Les Aveugles
de Fei yu Bi

critiqué par Camarata, le 21 mars 2012
( - 73 ans)


La note:  étoiles
La beauté est-elle dangereuse ?
En Chine, l’un des rares métiers accessible aux aveugles est de pratiquer le massage tuina, c’est ce que font les protagonistes de ce livre. Ils exercent leur art dans un centre de massage dirigé par deux anciens masseurs.
L’auteur nous fait entrer dans la vie quotidienne de ces masseurs aveugles, dans leur enfance, leurs espoirs, leurs angoisses, nous fait sentir les préjugés qui les emprisonnent.
Chacun des employé a des raisons différentes pour travailler dans ce centre où hommes et femmes sont logés dans des dortoirs différents.

Ainsi, la jeune Xia Cong ne peut révéler son amour pour DR WANG à ses parents, car ils excluent tout mariage avec un aveugle.
Le jeune couple Xia Cong et Dr Wang espèrent réunir suffisamment d’argent pour ouvrir leur propre salon et se marier, mais le manque cruel d’intimité exacerbe les désirs de la jeune Xia Cong qui exprime sa frustration dans une effusion innocente mais dangereuse auprès d’un camarade garçon.
« Ici il faut expliquer un autre trait propre aux non-voyants : comme ils ne se voient pas, ils ne peuvent échanger par les expressions du visage, et dans les circonstances où ils chahutent et rigolent, garçons et filles ont le contact facile, « ils en viennent aux mains » sans la moindre honte……
Lorsque deux personnes non-voyantes évitent le contact physique, il s’agit d’une attitude aussi distante que celle de deux valides qui éviteraient de se regarder, si ce n’est pas une preuve de mauvaise intention, c’est pour le moins un signe de défiance mutuelle. »

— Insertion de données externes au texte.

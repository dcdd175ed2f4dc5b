//! # 大气剖面与极端微生物耐受数据模型
//!
//! ## 依赖关系
//! - 被 `parsers/atmosphere.rs` 构造
//! - 被 `habitability/` 使用

use serde::{Deserialize, Serialize};

/// 闭区间 [min, max]
#[derive(Debug, Clone, Copy, PartialEq, Serialize, Deserialize)]
pub struct Interval {
    pub min: f64,
    pub max: f64,
}

impl Interval {
    pub fn new(min: f64, max: f64) -> Self {
        Interval { min, max }
    }

    /// 闭区间包含判断；任一值为 NaN 时视为未知，返回 false
    pub fn contains(&self, value: f64) -> bool {
        if value.is_nan() || self.min.is_nan() || self.max.is_nan() {
            return false;
        }
        self.min <= value && value <= self.max
    }

    pub fn midpoint(&self) -> f64 {
        (self.min + self.max) / 2.0
    }
}

/// 某天体在某一高度处的大气环境
#[derive(Debug, Clone, PartialEq)]
pub struct AtmosphericProfile {
    /// 天体名称
    pub name: String,
    pub altitude_km: f64,
    /// 压力 (atm)
    pub pressure_atm: f64,
    /// 温度 (°C)
    pub temperature_c: f64,
    /// 相对湿度 (%)
    pub humidity_pct: f64,
    pub ph: f64,
    /// X 射线剂量 (mSv/年)
    pub xray_msv_per_year: f64,
    /// 紫外辐照度 (W/m²)
    pub uv_w_per_m2: f64,
}

/// 极端微生物的环境耐受范围
#[derive(Debug, Clone, PartialEq)]
pub struct ExtremophileTolerance {
    pub name: String,
    pub pressure_atm: Interval,
    pub temperature_c: Interval,
    pub humidity_pct: Interval,
    pub ph: Interval,
    /// 辐射只有上限，零辐射总是可以耐受
    pub xray_max_msv_per_year: f64,
    pub uv_max_w_per_m2: f64,
}

/// 单个 (大气剖面, 微生物) 组合的可居住性判定
#[derive(Debug, Clone, PartialEq, Serialize, Deserialize)]
pub struct HabitabilityVerdict {
    pub body: String,
    pub altitude_km: f64,
    pub organism: String,
    pub habitable: bool,
}
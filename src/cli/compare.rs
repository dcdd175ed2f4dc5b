//! # compare 子命令 CLI 定义
//!
//! 两种模式：
//! - 系外行星：目录平衡温度 vs 估算温度范围
//! - `--solar-system`：内置太阳系参考数据，三组图写入 `--output-dir`
//!
//! ## 依赖关系
//! - 被 `cli/mod.rs` 使用
//! - 参数传递给 `commands/compare.rs`

use super::parse_delimiter;
use super::shell::ImageFormat;

use clap::Args;
use std::path::PathBuf;

/// compare 子命令参数
#[derive(Args, Debug, Clone)]
pub struct CompareArgs {
    /// Plot the built-in solar system reference table
    #[arg(long, default_value_t = false, conflicts_with_all = ["catalog", "planets", "output"])]
    pub solar_system: bool,

    /// Exoplanet catalog providing pl_eqt
    #[arg(long, required_unless_present = "solar_system")]
    pub catalog: Option<PathBuf>,

    /// Field delimiter of the catalog (single character or 'tab')
    #[arg(short, long, default_value = "tab", value_parser = parse_delimiter)]
    pub delimiter: u8,

    /// Estimate CSV written by the estimate command
    #[arg(long, default_value = "exoplanet_results.csv")]
    pub results: PathBuf,

    /// Comma separated planet names to compare
    #[arg(long, value_delimiter = ',', required_unless_present = "solar_system")]
    pub planets: Vec<String>,

    /// Output chart for the exoplanet comparison (.png or .svg)
    #[arg(short, long, default_value = "exoplanet_comparison.png")]
    pub output: PathBuf,

    /// Directory for the solar system charts
    #[arg(long, default_value = ".")]
    pub output_dir: PathBuf,

    /// Format of the solar system charts
    #[arg(short, long, value_enum, default_value_t = ImageFormat::Png)]
    pub format: ImageFormat,

    /// Figure width in pixels
    #[arg(long, default_value_t = 700)]
    pub width: u32,

    /// Height of each planet panel in pixels
    #[arg(long, default_value_t = 260)]
    pub panel_height: u32,
}
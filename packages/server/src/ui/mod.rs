//! WebSocket relay server.

mod handler;
mod server;
mod signal;
pub mod state;

pub use handler::{CLOSE_ALREADY_JOINED, CLOSE_INVALID_JOIN_REQUEST};
pub use server::{Server, build_router};
pub use state::AppState;
//! Graceful shutdown signal.

use tokio::signal;

/// Resolves on Ctrl+C or SIGTERM.
///
/// If a handler cannot be installed the corresponding branch never fires.
pub async fn shutdown_signal() {
    let ctrl_c = async {
        if let Err(e) = signal::ctrl_c().await {
            tracing::error!("Failed to install Ctrl+C handler: {}", e);
            std::future::pending::<()>().await;
        }
    };

    #[cfg(unix)]
    let terminate = async {
        match signal::unix::signal(signal::unix::SignalKind::terminate()) {
            Ok(mut sigterm) => {
                sigterm.recv().await;
            }
            Err(e) => {
                tracing::error!("Failed to install SIGTERM handler: {}", e);
                std::future::pending::<()>().await;
            }
        }
    };

    #[cfg(not(unix))]
    let terminate = std::future::pending::<()>();

    let received = tokio::select! {
        _ = ctrl_c => "Ctrl+C",
        _ = terminate => "SIGTERM",
    };

    tracing::info!("Received {}, shutting down gracefully", received);
}
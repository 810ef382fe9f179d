//! Repository の実装
//!
//! - `registry`: ミラー＋永続ストアによる Room Registry

pub mod registry;

pub use registry::RoomRegistry;
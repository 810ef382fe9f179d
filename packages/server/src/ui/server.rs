//! Server execution logic.

use std::sync::Arc;

use axum::{
    Router,
    routing::{get, post},
};
use tower_http::{cors::CorsLayer, trace::TraceLayer};

use super::{
    handler::{create_room, get_room_detail, health_check, list_languages, websocket_handler},
    signal::shutdown_signal,
    state::AppState,
};

/// Build the relay router around shared state.
pub fn build_router(state: Arc<AppState>) -> Router {
    Router::new()
        // WebSocket エンドポイント
        .route("/ws/{room_id}", get(websocket_handler))
        // HTTP エンドポイント
        .route("/rooms", post(create_room))
        .route("/rooms/{room_id}", get(get_room_detail))
        .route("/health", get(health_check))
        .route("/languages", get(list_languages))
        .layer(CorsLayer::permissive())
        .layer(TraceLayer::new_for_http())
        .with_state(state)
}

/// WebSocket relay server
///
/// # Example
///
/// ```ignore
/// let server = Server::new(app_state);
/// server.run("127.0.0.1".to_string(), 8000).await?;
/// ```
pub struct Server {
    state: Arc<AppState>,
}

impl Server {
    pub fn new(state: AppState) -> Self {
        Self {
            state: Arc::new(state),
        }
    }

    /// Run the relay server until Ctrl+C / SIGTERM
    ///
    /// # Errors
    ///
    /// Returns an error if the server fails to bind to the specified address or
    /// if there's an error during server execution.
    pub async fn run(self, host: String, port: u16) -> Result<(), Box<dyn std::error::Error>> {
        let app = build_router(self.state);

        // Bind the server to the host and port
        let bind_addr = format!("{}:{}", host, port);
        let listener = tokio::net::TcpListener::bind(&bind_addr).await?;

        tracing::info!("Relay server listening on {}", listener.local_addr()?);
        tracing::info!("Connect to: ws://{}/ws/{{room_id}}", bind_addr);
        tracing::info!("Press Ctrl+C to shutdown gracefully");

        axum::serve(listener, app)
            .with_graceful_shutdown(shutdown_signal())
            .await?;

        tracing::info!("Server shutdown complete");

        Ok(())
    }
}
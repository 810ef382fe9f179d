//! UseCase テスト用の組み立てヘルパー
//!
//! 本物の RoomRegistry / InMemoryStore / WebSocketMessagePusher / TranslationCache を
//! 組み立て、上流プロバイダだけを差し替える。

use std::{
    sync::{
        Arc,
        atomic::{AtomicUsize, Ordering},
    },
    time::Duration,
};

use async_trait::async_trait;
use tokio::sync::mpsc;
use tsuyaku_shared::time::FixedClock;

use crate::{
    domain::{Language, TranslationError, TranslationProvider},
    infrastructure::{
        dto::websocket::OutboundEvent,
        message_pusher::WebSocketMessagePusher,
        repository::RoomRegistry,
        sequencer::RoomSequencer,
        stats::RelayStats,
        store::InMemoryStore,
        translation::{RateLimiter, TranslationCache, TranslatorClient},
    },
};

use super::{
    ConnectParticipantUseCase, DisconnectParticipantUseCase, JoinRequest, SendMessageUseCase,
    SendTypingUseCase,
};

/// 決まった訳文を返し、呼び出し回数を数えるプロバイダ
#[derive(Default)]
pub struct CountingProvider {
    pub calls: AtomicUsize,
}

impl CountingProvider {
    pub fn calls(&self) -> usize {
        self.calls.load(Ordering::SeqCst)
    }
}

#[async_trait]
impl TranslationProvider for CountingProvider {
    async fn translate(
        &self,
        text: &str,
        _source: Language,
        target: Language,
    ) -> Result<String, TranslationError> {
        self.calls.fetch_add(1, Ordering::SeqCst);
        match (text, target) {
            ("How are you?", Language::He) => Ok("מה שלומך?".to_string()),
            _ => Ok(format!("[{}] {}", target.code(), text)),
        }
    }
}

/// 常に時間切れになるプロバイダ
pub struct SlowProvider;

#[async_trait]
impl TranslationProvider for SlowProvider {
    async fn translate(
        &self,
        text: &str,
        _source: Language,
        _target: Language,
    ) -> Result<String, TranslationError> {
        tokio::time::sleep(Duration::from_secs(10)).await;
        Ok(format!("late {}", text))
    }
}

pub struct Fixture {
    pub store: Arc<InMemoryStore>,
    pub repository: Arc<RoomRegistry>,
    pub pusher: Arc<WebSocketMessagePusher>,
    pub sequencer: Arc<RoomSequencer>,
    pub stats: Arc<RelayStats>,
    pub cache: Arc<TranslationCache>,
    pub clock: Arc<FixedClock>,
}

impl Fixture {
    pub fn new(provider: Arc<dyn TranslationProvider>) -> Self {
        let store = Arc::new(InMemoryStore::new());
        let clock = Arc::new(FixedClock::new(1_704_067_200_000));
        let stats = Arc::new(RelayStats::new());
        let translator = Arc::new(TranslatorClient::new(
            provider,
            RateLimiter::new(100, Duration::from_secs(60)),
            Duration::from_millis(200),
        ));
        Self {
            repository: Arc::new(RoomRegistry::new(store.clone(), clock.clone())),
            pusher: Arc::new(WebSocketMessagePusher::new()),
            sequencer: Arc::new(RoomSequencer::new()),
            cache: Arc::new(TranslationCache::new(
                store.clone(),
                translator,
                stats.clone(),
                100,
            )),
            store,
            stats,
            clock,
        }
    }

    pub fn connect_usecase(&self) -> ConnectParticipantUseCase {
        ConnectParticipantUseCase::new(
            self.repository.clone(),
            self.pusher.clone(),
            self.sequencer.clone(),
            self.clock.clone(),
        )
    }

    pub fn disconnect_usecase(&self) -> DisconnectParticipantUseCase {
        DisconnectParticipantUseCase::new(
            self.repository.clone(),
            self.pusher.clone(),
            self.sequencer.clone(),
            self.clock.clone(),
        )
    }

    pub fn send_message_usecase(&self) -> SendMessageUseCase {
        SendMessageUseCase::new(
            self.repository.clone(),
            self.pusher.clone(),
            self.cache.clone(),
            self.sequencer.clone(),
            self.stats.clone(),
            self.clock.clone(),
        )
    }

    pub fn send_typing_usecase(&self) -> SendTypingUseCase {
        SendTypingUseCase::new(
            self.repository.clone(),
            self.pusher.clone(),
            self.clock.clone(),
        )
    }

    /// 参加させ、そのクライアント宛てのイベントを受け取るチャンネルを返す
    pub async fn join(
        &self,
        room_id: &str,
        client_id: &str,
        language: &str,
    ) -> mpsc::UnboundedReceiver<String> {
        let (tx, rx) = mpsc::unbounded_channel();
        self.connect_usecase()
            .execute(join_request(room_id, client_id, language), tx)
            .await
            .unwrap();
        rx
    }
}

pub fn join_request(room_id: &str, client_id: &str, language: &str) -> JoinRequest {
    JoinRequest {
        room_id: room_id.to_string(),
        client_id: client_id.to_string(),
        language: language.to_string(),
        username: format!("User {}", client_id),
    }
}

/// 受信済みのイベントをすべて取り出す
pub fn drain(rx: &mut mpsc::UnboundedReceiver<String>) -> Vec<OutboundEvent> {
    let mut events = Vec::new();
    while let Ok(json) = rx.try_recv() {
        events.push(serde_json::from_str(&json).unwrap());
    }
    events
}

Zhang Yiguang ancien mineur a perdu ses yeux dans l’explosion d’un mine qui a tué tous ses camarades, reconverti en masseur il décide d’exorciser ses peurs dans les bras des prostituées.
Au centre de tuina , Zhang Yiguang redoublait d’effort. Pour une raison bien simple : plus il travaillerait, plus il empocherait, et plus il irait chez les filles. Chez les shampouineuses aussi, Zhang Yiguang redoublait d’effort et là aussi la raison était simple,il s’était fixé un objectif : Zhang Yiguang se devait de connaître quatre-vingt-une shampouineuses. C’est écrit dans les livres : tout empereur avait trois palais, six résidences et 72 concubines, ce qui fait en tout quatre-vingt-un.



Dans ce milieu clos, les passions les jalousies prospèrent, comme chez les valides mais une solidarité évidente, un attachement, une cohésion secrète, permet d’aplanir les conflits.
Cependant l’ordre feutré du centre de Tuina va se fissurer quand l’un des patrons SHA FUMING apprend par les clients voyants, qu’une nouvelle venue la fière Du Hong est belle. Cette beauté qu’il ne peut vérifier puisqu'elle est l’apanage des voyants va le travailler, l’obséder jusqu’à faire naître un amour ravageur pour celle qui possède cet incomparable et inutile attribut. Une employée voyante voulant exploiter cette préférence qu’elle a facilement détectée, va déclencher une avalanche de catastrophes en semant la zizanie entre les patrons.
En gros le personnel du centre de Tuina est réparti en 2 groupes, celui des non-voyants et celui des valides . Les deux cohabitent très bien . Si on veut absolument affirmer que l’un domine l’autre, alors ce sont les non-voyants. Ils sont les patrons du centre, ce sont eux les spécialistes, eux qui détiennent l’expertise professionnelle et les plus hauts revenus ; Par rapport à eux, les valides ne sont que des seconds rôles, ils sont chargés des taches subalternes, un point c’est tout. Ils sont comme l’eau du puits et l’eau de source, les uns bien tranquilles dans leur trou, les autres s’agitant en surface, et tous vivant en bonne intelligence.


Ce roman non dénué d’humour, est incroyablement prenant, je me suis totalement attaché au sort de ces personnes si éloignées de mon existence et j’ai eu le plus grand mal à refermer le livre et à les quitter.